| Try it |
Reproduce the data exactly; no word may be added or dropped.

| Records shown |
* * * * * * * * *

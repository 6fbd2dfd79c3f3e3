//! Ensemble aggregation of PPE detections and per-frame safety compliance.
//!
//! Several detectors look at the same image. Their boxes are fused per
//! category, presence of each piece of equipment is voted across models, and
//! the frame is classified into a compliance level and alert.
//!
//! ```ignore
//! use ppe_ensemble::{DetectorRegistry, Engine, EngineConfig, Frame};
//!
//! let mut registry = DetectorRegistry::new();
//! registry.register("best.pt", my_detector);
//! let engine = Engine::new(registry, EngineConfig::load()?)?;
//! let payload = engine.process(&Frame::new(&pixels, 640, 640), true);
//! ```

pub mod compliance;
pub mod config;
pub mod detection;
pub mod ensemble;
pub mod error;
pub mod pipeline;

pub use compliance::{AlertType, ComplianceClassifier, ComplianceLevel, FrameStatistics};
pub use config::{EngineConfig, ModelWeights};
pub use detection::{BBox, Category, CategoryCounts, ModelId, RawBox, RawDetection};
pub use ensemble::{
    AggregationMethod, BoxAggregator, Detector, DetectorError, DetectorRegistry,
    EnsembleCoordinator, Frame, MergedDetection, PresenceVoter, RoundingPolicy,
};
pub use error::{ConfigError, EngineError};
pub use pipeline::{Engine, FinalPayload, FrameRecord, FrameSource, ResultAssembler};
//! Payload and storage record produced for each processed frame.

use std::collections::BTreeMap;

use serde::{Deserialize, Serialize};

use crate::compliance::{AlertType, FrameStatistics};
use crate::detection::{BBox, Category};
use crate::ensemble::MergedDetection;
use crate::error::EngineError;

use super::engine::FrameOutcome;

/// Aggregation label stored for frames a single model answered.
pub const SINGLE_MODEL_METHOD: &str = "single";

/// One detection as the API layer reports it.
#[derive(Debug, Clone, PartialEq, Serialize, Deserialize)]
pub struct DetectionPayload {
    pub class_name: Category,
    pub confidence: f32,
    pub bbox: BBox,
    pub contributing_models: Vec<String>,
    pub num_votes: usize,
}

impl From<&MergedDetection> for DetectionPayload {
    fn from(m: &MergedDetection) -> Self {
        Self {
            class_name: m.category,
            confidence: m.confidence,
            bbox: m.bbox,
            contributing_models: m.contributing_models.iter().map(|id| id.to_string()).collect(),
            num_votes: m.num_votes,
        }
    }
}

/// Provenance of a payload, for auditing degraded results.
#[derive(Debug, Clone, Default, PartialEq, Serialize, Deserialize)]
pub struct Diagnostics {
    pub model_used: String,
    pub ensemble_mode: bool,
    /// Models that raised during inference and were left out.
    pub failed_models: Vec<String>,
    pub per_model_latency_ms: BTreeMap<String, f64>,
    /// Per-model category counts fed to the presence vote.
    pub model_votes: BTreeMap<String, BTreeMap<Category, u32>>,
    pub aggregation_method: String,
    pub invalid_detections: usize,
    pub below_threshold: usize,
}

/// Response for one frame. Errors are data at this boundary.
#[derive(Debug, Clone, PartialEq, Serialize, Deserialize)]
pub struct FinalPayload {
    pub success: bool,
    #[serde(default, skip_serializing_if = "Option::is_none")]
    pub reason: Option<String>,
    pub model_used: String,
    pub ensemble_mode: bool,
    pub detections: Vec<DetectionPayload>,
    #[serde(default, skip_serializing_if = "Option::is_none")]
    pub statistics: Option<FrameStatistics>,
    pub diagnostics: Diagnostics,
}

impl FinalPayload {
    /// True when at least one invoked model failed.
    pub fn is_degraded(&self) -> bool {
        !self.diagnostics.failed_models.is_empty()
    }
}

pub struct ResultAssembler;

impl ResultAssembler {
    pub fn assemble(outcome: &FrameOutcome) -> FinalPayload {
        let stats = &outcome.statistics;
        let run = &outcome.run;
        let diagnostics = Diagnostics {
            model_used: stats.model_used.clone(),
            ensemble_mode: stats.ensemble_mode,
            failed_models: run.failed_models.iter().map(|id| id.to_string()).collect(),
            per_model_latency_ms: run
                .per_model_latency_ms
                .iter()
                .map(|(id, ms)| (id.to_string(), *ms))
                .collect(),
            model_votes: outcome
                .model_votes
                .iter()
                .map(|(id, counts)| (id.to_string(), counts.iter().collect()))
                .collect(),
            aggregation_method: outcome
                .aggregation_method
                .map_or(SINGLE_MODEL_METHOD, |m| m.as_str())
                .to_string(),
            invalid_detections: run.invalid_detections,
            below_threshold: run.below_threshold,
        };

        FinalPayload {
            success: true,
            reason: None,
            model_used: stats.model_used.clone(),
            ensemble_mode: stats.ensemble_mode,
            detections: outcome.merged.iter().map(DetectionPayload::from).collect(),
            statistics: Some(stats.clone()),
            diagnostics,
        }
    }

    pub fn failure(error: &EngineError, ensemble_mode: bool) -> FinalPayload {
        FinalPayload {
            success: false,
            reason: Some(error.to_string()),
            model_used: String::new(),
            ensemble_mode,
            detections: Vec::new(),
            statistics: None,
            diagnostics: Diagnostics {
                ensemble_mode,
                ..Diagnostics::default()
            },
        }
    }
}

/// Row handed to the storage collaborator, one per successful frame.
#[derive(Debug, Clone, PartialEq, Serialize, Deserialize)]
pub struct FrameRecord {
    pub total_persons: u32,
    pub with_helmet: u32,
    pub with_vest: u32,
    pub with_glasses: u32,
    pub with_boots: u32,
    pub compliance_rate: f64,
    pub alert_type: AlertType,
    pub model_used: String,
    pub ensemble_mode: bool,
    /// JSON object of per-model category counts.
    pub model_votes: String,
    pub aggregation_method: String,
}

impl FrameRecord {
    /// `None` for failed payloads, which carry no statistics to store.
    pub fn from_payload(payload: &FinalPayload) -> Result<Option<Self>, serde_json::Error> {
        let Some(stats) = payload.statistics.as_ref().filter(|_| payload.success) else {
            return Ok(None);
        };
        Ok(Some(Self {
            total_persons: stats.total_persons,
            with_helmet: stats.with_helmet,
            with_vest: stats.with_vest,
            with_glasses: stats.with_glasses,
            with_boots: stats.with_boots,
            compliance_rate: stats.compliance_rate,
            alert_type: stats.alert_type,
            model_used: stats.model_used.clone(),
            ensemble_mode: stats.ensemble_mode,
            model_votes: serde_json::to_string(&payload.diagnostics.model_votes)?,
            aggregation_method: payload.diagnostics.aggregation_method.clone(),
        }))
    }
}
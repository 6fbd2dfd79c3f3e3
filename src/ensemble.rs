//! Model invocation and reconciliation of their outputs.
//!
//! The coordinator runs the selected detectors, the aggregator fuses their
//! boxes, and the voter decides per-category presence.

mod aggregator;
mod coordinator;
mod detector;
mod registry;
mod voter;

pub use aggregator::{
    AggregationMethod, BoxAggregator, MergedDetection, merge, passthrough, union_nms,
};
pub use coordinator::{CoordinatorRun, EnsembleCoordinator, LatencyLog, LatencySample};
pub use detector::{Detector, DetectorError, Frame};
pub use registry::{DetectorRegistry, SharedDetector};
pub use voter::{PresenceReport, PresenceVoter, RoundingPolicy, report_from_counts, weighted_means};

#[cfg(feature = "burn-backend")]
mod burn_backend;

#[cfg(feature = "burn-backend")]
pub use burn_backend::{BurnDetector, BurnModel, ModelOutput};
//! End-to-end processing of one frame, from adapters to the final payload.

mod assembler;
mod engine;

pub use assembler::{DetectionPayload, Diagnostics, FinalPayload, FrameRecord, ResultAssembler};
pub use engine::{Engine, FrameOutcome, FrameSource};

* * * * * * * * *

| Solution to this exercise |
repository 6fbd2dfd79c3f3e3
//! Ensemble aggregation of PPE detections and per-frame safety compliance.
//!
//! Several detectors look at the same image. Their boxes are fused per
//! category, presence of each piece of equipment is voted across models, and
//! the frame is classified into a compliance level and alert.
//!
//! ```ignore
//! use ppe_ensemble::{DetectorRegistry, Engine, EngineConfig, Frame};
//!
//! let mut registry = DetectorRegistry::new();
//! registry.register("best.pt", my_detector);
//! let engine = Engine::new(registry, EngineConfig::load()?)?;
//! let payload = engine.process(&Frame::new(&pixels, 640, 640), true);
//! ```

pub mod compliance;
pub mod config;
pub mod detection;
pub mod ensemble;
pub mod error;
pub mod pipeline;

pub use compliance::{AlertType, ComplianceClassifier, ComplianceLevel, FrameStatistics};
pub use config::{EngineConfig, ModelWeights};
pub use detection::{BBox, Category, CategoryCounts, ModelId, RawBox, RawDetection};
pub use ensemble::{
    AggregationMethod, BoxAggregator, Detector, DetectorError, DetectorRegistry,
    EnsembleCoordinator, Frame, MergedDetection, PresenceVoter, RoundingPolicy,
};
pub use error::{ConfigError, EngineError};
pub use pipeline::{Engine, FinalPayload, FrameRecord, FrameSource, ResultAssembler};
//! Payload and storage record produced for each processed frame.

use std::collections::BTreeMap;

use serde::{Deserialize, Serialize};

use crate::compliance::{AlertType, FrameStatistics};
use crate::detection::{BBox, Category};
use crate::ensemble::MergedDetection;
use crate::error::EngineError;

use super::engine::FrameOutcome;

/// Aggregation label stored for frames a single model answered.
pub const SINGLE_MODEL_METHOD: &str = "single";

/// One detection as the API layer reports it.
#[derive(Debug, Clone, PartialEq, Serialize, Deserialize)]
pub struct DetectionPayload {
    pub class_name: Category,
    pub confidence: f32,
    pub bbox: BBox,
    pub contributing_models: Vec<String>,
    pub num_votes: usize,
}

impl From<&MergedDetection> for DetectionPayload {
    fn from(m: &MergedDetection) -> Self {
        Self {
            class_name: m.category,
            confidence: m.confidence,
            bbox: m.bbox,
            contributing_models: m.contributing_models.iter().map(|id| id.to_string()).collect(),
            num_votes: m.num_votes,
        }
    }
}

/// Provenance of a payload, for auditing degraded results.
#[derive(Debug, Clone, Default, PartialEq, Serialize, Deserialize)]
pub struct Diagnostics {
    pub model_used: String,
    pub ensemble_mode: bool,
    /// Models that raised during inference and were left out.
    pub failed_models: Vec<String>,
    pub per_model_latency_ms: BTreeMap<String, f64>,
    /// Per-model category counts fed to the presence vote.
    pub model_votes: BTreeMap<String, BTreeMap<Category, u32>>,
    pub aggregation_method: String,
    pub invalid_detections: usize,
    pub below_threshold: usize,
}

/// Response for one frame. Errors are data at this boundary.
#[derive(Debug, Clone, PartialEq, Serialize, Deserialize)]
pub struct FinalPayload {
    pub success: bool,
    #[serde(default, skip_serializing_if = "Option::is_none")]
    pub reason: Option<String>,
    pub model_used: String,
    pub ensemble_mode: bool,
    pub detections: Vec<DetectionPayload>,
    #[serde(default, skip_serializing_if = "Option::is_none")]
    pub statistics: Option<FrameStatistics>,
    pub diagnostics: Diagnostics,
}

impl FinalPayload {
    /// True when at least one invoked model failed.
    pub fn is_degraded(&self) -> bool {
        !self.diagnostics.failed_models.is_empty()
    }
}

pub struct ResultAssembler;

impl ResultAssembler {
    pub fn assemble(outcome: &FrameOutcome) -> FinalPayload {
        let stats = &outcome.statistics;
        let run = &outcome.run;
        let diagnostics = Diagnostics {
            model_used: stats.model_used.clone(),
            ensemble_mode: stats.ensemble_mode,
            failed_models: run.failed_models.iter().map(|id| id.to_string()).collect(),
            per_model_latency_ms: run
                .per_model_latency_ms
                .iter()
                .map(|(id, ms)| (id.to_string(), *ms))
                .collect(),
            model_votes: outcome
                .model_votes
                .iter()
                .map(|(id, counts)| (id.to_string(), counts.iter().collect()))
                .collect(),
            aggregation_method: outcome
                .aggregation_method
                .map_or(SINGLE_MODEL_METHOD, |m| m.as_str())
                .to_string(),
            invalid_detections: run.invalid_detections,
            below_threshold: run.below_threshold,
        };

        FinalPayload {
            success: true,
            reason: None,
            model_used: stats.model_used.clone(),
            ensemble_mode: stats.ensemble_mode,
            detections: outcome.merged.iter().map(DetectionPayload::from).collect(),
            statistics: Some(stats.clone()),
            diagnostics,
        }
    }

    pub fn failure(error: &EngineError, ensemble_mode: bool) -> FinalPayload {
        FinalPayload {
            success: false,
            reason: Some(error.to_string()),
            model_used: String::new(),
            ensemble_mode,
            detections: Vec::new(),
            statistics: None,
            diagnostics: Diagnostics {
                ensemble_mode,
                ..Diagnostics::default()
            },
        }
    }
}

/// Row handed to the storage collaborator, one per successful frame.
#[derive(Debug, Clone, PartialEq, Serialize, Deserialize)]
pub struct FrameRecord {
    pub total_persons: u32,
    pub with_helmet: u32,
    pub with_vest: u32,
    pub with_glasses: u32,
    pub with_boots: u32,
    pub compliance_rate: f64,
    pub alert_type: AlertType,
    pub model_used: String,
    pub ensemble_mode: bool,
    /// JSON object of per-model category counts.
    pub model_votes: String,
    pub aggregation_method: String,
}

impl FrameRecord {
    /// `None` for failed payloads, which carry no statistics to store.
    pub fn from_payload(payload: &FinalPayload) -> Result<Option<Self>, serde_json::Error> {
        let Some(stats) = payload.statistics.as_ref().filter(|_| payload.success) else {
            return Ok(None);
        };
        Ok(Some(Self {
            total_persons: stats.total_persons,
            with_helmet: stats.with_helmet,
            with_vest: stats.with_vest,
            with_glasses: stats.with_glasses,
            with_boots: stats.with_boots,
            compliance_rate: stats.compliance_rate,
            alert_type: stats.alert_type,
            model_used: stats.model_used.clone(),
            ensemble_mode: stats.ensemble_mode,
            model_votes: serde_json::to_string(&payload.diagnostics.model_votes)?,
            aggregation_method: payload.diagnostics.aggregation_method.clone(),
        }))
    }
}
repository 6fbd2dfd79c3f3e3
filename src/ensemble.rs
//! Model invocation and reconciliation of their outputs.
//!
//! The coordinator runs the selected detectors, the aggregator fuses their
//! boxes, and the voter decides per-category presence.

mod aggregator;
mod coordinator;
mod detector;
mod registry;
mod voter;

pub use aggregator::{
    AggregationMethod, BoxAggregator, MergedDetection, merge, passthrough, union_nms,
};
pub use coordinator::{CoordinatorRun, EnsembleCoordinator, LatencyLog, LatencySample};
pub use detector::{Detector, DetectorError, Frame};
pub use registry::{DetectorRegistry, SharedDetector};
pub use voter::{PresenceReport, PresenceVoter, RoundingPolicy, report_from_counts, weighted_means};

#[cfg(feature = "burn-backend")]
mod burn_backend;

#[cfg(feature = "burn-backend")]
pub use burn_backend::{BurnDetector, BurnModel, ModelOutput};
//! End-to-end processing of one frame, from adapters to the final payload.

mod assembler;
mod engine;

pub use assembler::{DetectionPayload, Diagnostics, FinalPayload, FrameRecord, ResultAssembler};
pub use engine::{Engine, FrameOutcome, FrameSource};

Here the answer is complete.